Malcolm Turnbull and his Ministers campaigned for the Fair Work Commission to cut penalty rates.
Under the Turnbull Government, wages in Australia are growing by less than ever before, whilst the cost of living continues to rise unabated.
“This latest pay cut is even more bad news for Lingiari workers and their families, especially those with students who rely on weekend and peak season work to fund university studies including interstate travel and boarding,” Mr Snowdon said.
Retail is the 5th biggest industry in Lingiari, employing 3339 workers. Food and hospitality is the 7th biggest industry in Lingiari, employing 2614 workers.

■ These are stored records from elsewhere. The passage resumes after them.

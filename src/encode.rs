//! The per-character encoding pipeline: hyphenation, direction and
//! permutation selection under the adjacency rule, noise injection, and
//! (outside core mode) null salting.

use crate::cipher::Cipher;
use crate::error::{CipherError, Warning};
use crate::geometry;
use crate::{KNIGHT_DEGREE, MATRIX_LEN, MAX_ENCODED_LEN, NUM_LINES};

/// Encode plaintext character `c`, given the character that follows it (or
/// `None` at end of stream), into its ciphertext fragment. May emit a
/// hyphenation escape first if required by the adjacency rule.
pub fn encode_one(cipher: &mut Cipher, c: u8, next: Option<u8>) -> Result<Vec<u8>, CipherError> {
    let mut out = Vec::new();
    let mut code = cipher.code_of(c)?;

    if needs_hyphenation(cipher.prev_code, code) {
        let lookahead_for_hyphen = code;
        let hyphen_code = cipher.code_of(b'-')?;
        if needs_hyphenation(cipher.prev_code, hyphen_code) {
            return Err(CipherError::HyphenationFailure(c));
        }
        if cipher.options.trace {
            eprintln!("!- {hyphen_code:2} ");
        }
        out.extend(encode_char(cipher, hyphen_code, lookahead_for_hyphen)?);
        code = lookahead_for_hyphen;
    }

    let next_code = match next {
        Some(n) => cipher.code_of(n)?,
        None => 0,
    };
    if cipher.options.trace {
        eprintln!(" {} {code:2} ", c as char);
    }
    out.extend(encode_char(cipher, code, next_code)?);
    Ok(out)
}

fn needs_hyphenation(prev_code: u8, code: u8) -> bool {
    prev_code as u32 * code as u32 == 16
}

/// Encode one codeword (`code`, with lookahead `next_code`) into a
/// ciphertext fragment, updating the cipher's rolling context.
fn encode_char(cipher: &mut Cipher, code: u8, next_code: u8) -> Result<Vec<u8>, CipherError> {
    if cipher.options.trace {
        eprint!("{:05b} ", code);
    }
    cipher.parity = !cipher.parity;

    let mut dirs: Vec<usize> = (0..NUM_LINES).collect();
    cipher.rng.shuffle(&mut dirs);

    let mut chosen: Option<(usize, Vec<u8>)> = None;

    'search: for &dir in &dirs {
        if Cipher::is_pow2(code) && dir >= 5 {
            continue;
        }
        if (5..10).contains(&dir)
            && ((!cipher.parity && next_code == 1u8 << (9 - dir))
                || (cipher.parity && next_code == 1u8 << (dir - 5)))
        {
            continue;
        }

        let raw = codeword_positions(cipher, dir, code);
        let len = raw.len();
        let permutation_count = factorial(len);
        debug_assert!(permutation_count <= crate::MAX_PERMS, "codeword longer than 5 characters");

        let mut ranks: Vec<u32> = (0..permutation_count as u32).collect();
        cipher.rng.shuffle(&mut ranks);

        for &rank in &ranks {
            let permuted = unrank_permutation(&raw, rank as usize, len);
            if accepts_context(cipher, &permuted) {
                chosen = Some((dir, permuted));
                break 'search;
            }
        }
    }

    let (dir, permuted) = chosen
        .expect("no encoding direction found -- internal invariant violated for a valid key");

    if cipher.options.trace {
        eprint!("{} {} ", geometry::direction_label(dir), show(&permuted));
    }

    cipher.prev_code = code;
    cipher.prev_dir = Some(dir);
    cipher.prev_last = *permuted.last().unwrap();

    let noised = apply_noise(cipher, &permuted);
    debug_assert!(noised.len() <= crate::MAX_NOISE_LEN, "fragment exceeds the noise budget");
    let out = if cipher.is_core() {
        noised
    } else {
        apply_salt(cipher, &noised)
    };
    if cipher.options.trace {
        eprintln!("{}", show(&out));
    }
    Ok(out)
}

/// Render a fragment of code-matrix or null-matrix characters for a trace
/// line.
fn show(bytes: &[u8]) -> String {
    bytes.iter().map(|&b| b as char).collect()
}

/// Extract the characters a `code` selects along `dir`, in bit order
/// (MSB-first or LSB-first depending on the current parity).
fn codeword_positions(cipher: &Cipher, dir: usize, code: u8) -> Vec<u8> {
    let mut raw = Vec::with_capacity(5);
    for j in 0..5usize {
        if code & (1 << (4 - j)) != 0 {
            let slot = if cipher.parity { j } else { 4 - j };
            let pos = geometry::LINES[dir][slot];
            raw.push(cipher.code_mat[pos as usize]);
        }
    }
    raw
}

/// True iff choosing `permuted` as the encoded character sequence is legal
/// given the previous character's context.
fn accepts_context(cipher: &Cipher, permuted: &[u8]) -> bool {
    if cipher.prev_code == 0 {
        return true;
    }
    let prev_dir = cipher.prev_dir.expect("prev_dir set whenever prev_code is");
    if geometry::has_direction(&cipher.code_mat, permuted[0], prev_dir) {
        return false;
    }
    if geometry::colinear(&cipher.code_mat, permuted[0], cipher.prev_last) {
        !Cipher::is_pow2(cipher.prev_code)
    } else {
        Cipher::is_pow2(cipher.prev_code)
    }
}

fn factorial(n: usize) -> usize {
    (1..=n).product::<usize>().max(1)
}

/// Myrvold-Ruskey linear-time unranking: turn permutation `rank` (in
/// `0..len!`) of `raw` into the corresponding permutation, via a descending
/// sequence of swaps driven by successive remainders of `rank`.
fn unrank_permutation(raw: &[u8], rank: usize, len: usize) -> Vec<u8> {
    let mut permuted = raw.to_vec();
    let mut k = rank;
    let mut l = len;
    while l > 0 {
        let idx = k % l;
        permuted.swap(l - 1, idx);
        k /= l;
        l -= 1;
    }
    permuted
}

/// Append knight-jump noise after each character but the first, each with
/// independent probability 1/2.
fn apply_noise(cipher: &mut Cipher, permuted: &[u8]) -> Vec<u8> {
    let mut result = Vec::with_capacity(2 * permuted.len() - 1);
    result.push(permuted[0]);
    for &p in &permuted[1..] {
        result.push(p);
        if cipher.rng.bounded(2) != 0 {
            let pos = geometry::pos_of(&cipher.code_mat, p)
                .expect("permuted character must be on the code matrix") as usize;
            let k = cipher.rng.bounded(KNIGHT_DEGREE as u32) as usize;
            result.push(cipher.code_mat[geometry::KNIGHT[pos][k] as usize]);
        }
    }
    result
}

/// Wrap `noised` with null characters drawn from `M_N`, within the
/// [`MAX_ENCODED_LEN`] budget.
fn apply_salt(cipher: &mut Cipher, noised: &[u8]) -> Vec<u8> {
    let len = noised.len();
    let mut result = Vec::with_capacity(MAX_ENCODED_LEN);
    let mut i = 0;
    while i < len {
        while cipher.rng.bounded(2) != 0 && result.len() < MAX_ENCODED_LEN - len + i {
            let slot = cipher.rng.bounded(MATRIX_LEN as u32) as usize;
            result.push(cipher.null_mat[slot]);
        }
        result.push(noised[i]);
        i += 1;
    }
    // Defensive: under the loop above `i` always reaches `len`, so this
    // never triggers. Preserved so a future change to the budget
    // arithmetic fails safe instead of panicking on a short buffer.
    if i < len {
        cipher.push_warning(Warning::NullSaltSaturated);
        result.extend_from_slice(&noised[i..]);
    }
    result
}

#[cfg(test)]
mod tests {
    use super::*;
    use crate::cipher::CipherOptions;
    use crate::key::KEYSET;
    use crate::rng::Pcg32;

    fn cipher(seed: (u64, u64), core: bool) -> Cipher {
        let rng = Pcg32::seed(seed.0, seed.1);
        Cipher::with_rng(KEYSET, CipherOptions { core, trace: false }, rng).unwrap()
    }

    #[test]
    fn trace_mode_does_not_change_the_emitted_fragment() {
        let rng_a = Pcg32::seed(1, 1);
        let rng_b = Pcg32::seed(1, 1);
        let mut plain = Cipher::with_rng(KEYSET, CipherOptions { core: false, trace: false }, rng_a).unwrap();
        let mut traced = Cipher::with_rng(KEYSET, CipherOptions { core: false, trace: true }, rng_b).unwrap();

        let plain_frag = encode_one(&mut plain, b'H', Some(b'I')).unwrap();
        let traced_frag = encode_one(&mut traced, b'H', Some(b'I')).unwrap();
        assert_eq!(plain_frag, traced_frag);
    }

    #[test]
    fn single_char_fragment_is_bounded_and_in_alphabet() {
        let mut c = cipher((1, 1), false);
        let frag = encode_one(&mut c, b'A', None).unwrap();
        assert!(!frag.is_empty());
        assert!(frag.len() <= crate::MAX_ENCODED_LEN);
        for &ch in &frag {
            assert!(c.code_mat.contains(&ch) || c.null_mat.contains(&ch));
        }
    }

    #[test]
    fn core_mode_only_emits_code_matrix_characters() {
        let mut c = cipher((1, 1), true);
        for &ch in b"HANDYCIPHER" {
            let frag = encode_one(&mut c, ch, None).unwrap();
            assert!(frag.len() <= 2 * crate::MAX_NOISE_LEN);
            for b in frag {
                assert!(c.code_mat.contains(&b));
            }
        }
    }

    #[test]
    fn encoding_is_deterministic_under_a_fixed_seed() {
        let mut a = cipher((1, 1), false);
        let mut b = cipher((1, 1), false);
        let text = b"THE QUICK BROWN FOX";
        let mut chars = text.iter().copied().peekable();
        while let Some(ch) = chars.next() {
            let next = chars.peek().copied();
            let fa = encode_one(&mut a, ch, next).unwrap();
            let fb = encode_one(&mut b, ch, next).unwrap();
            assert_eq!(fa, fb);
        }
    }

    #[test]
    fn unencodable_character_is_an_error() {
        let mut c = cipher((1, 1), false);
        assert!(matches!(
            encode_one(&mut c, b'{', None),
            Err(CipherError::UnencodableChar(_))
        ));
    }

    #[test]
    fn hyphenation_path_succeeds_when_codes_collide() {
        let mut c = cipher((1, 1), false);
        // Find two power-of-two codes whose product is 16.
        let mut target = None;
        'outer: for code_a in [1u8, 2, 4, 8, 16] {
            for code_b in [1u8, 2, 4, 8, 16] {
                if code_a as u32 * code_b as u32 == 16 {
                    target = Some((c.char_of(code_a), c.char_of(code_b)));
                    break 'outer;
                }
            }
        }
        let (first, second) = target.expect("power-of-two codes always include a colliding pair");
        // First call sets prev_code to code(first); the second call must
        // then detect the collision with code(second) and hyphenate.
        encode_one(&mut c, first, Some(second)).unwrap();
        assert_eq!(c.prev_code, c.code_of(first).unwrap());
        let with_hyphen = encode_one(&mut c, second, None).unwrap();
        assert!(!with_hyphen.is_empty());
        assert!(with_hyphen.len() <= 2 * crate::MAX_ENCODED_LEN);
    }
}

“This cut is also bad for the Northern Territory economy, as these workers will now have less money to spend in local shops, restaurants and other businesses,” Mr Snowdon said.
Labor is determined to stop this damage being inflicted on local workers and the local economy.
Labor has brought forward a Private Member’s Bill to prevent the wages of workers relying on the award from being cut. Labor’s bill would stop the penalty rates cut from taking effect and ensure penalty rates cannot be cut in future if it results in a reduction in workers’ take-home pay.
Mr Turnbull and the Coalition have a chance to stand up for workers in the Lingiari and throughout the country by supporting this legislation. The question is whether or not they will have the courage to do so, or if they will vote it down and in doing so continue to do the bidding of their mates in the business lobby at the expense of workers.
“Turnbull’s Liberal-National Government is seriously out of touch, voting against protecting workers from a $77 per week pay cut, but voting for a $50 billion corporate tax cut for big business,” Mr Snowdon said.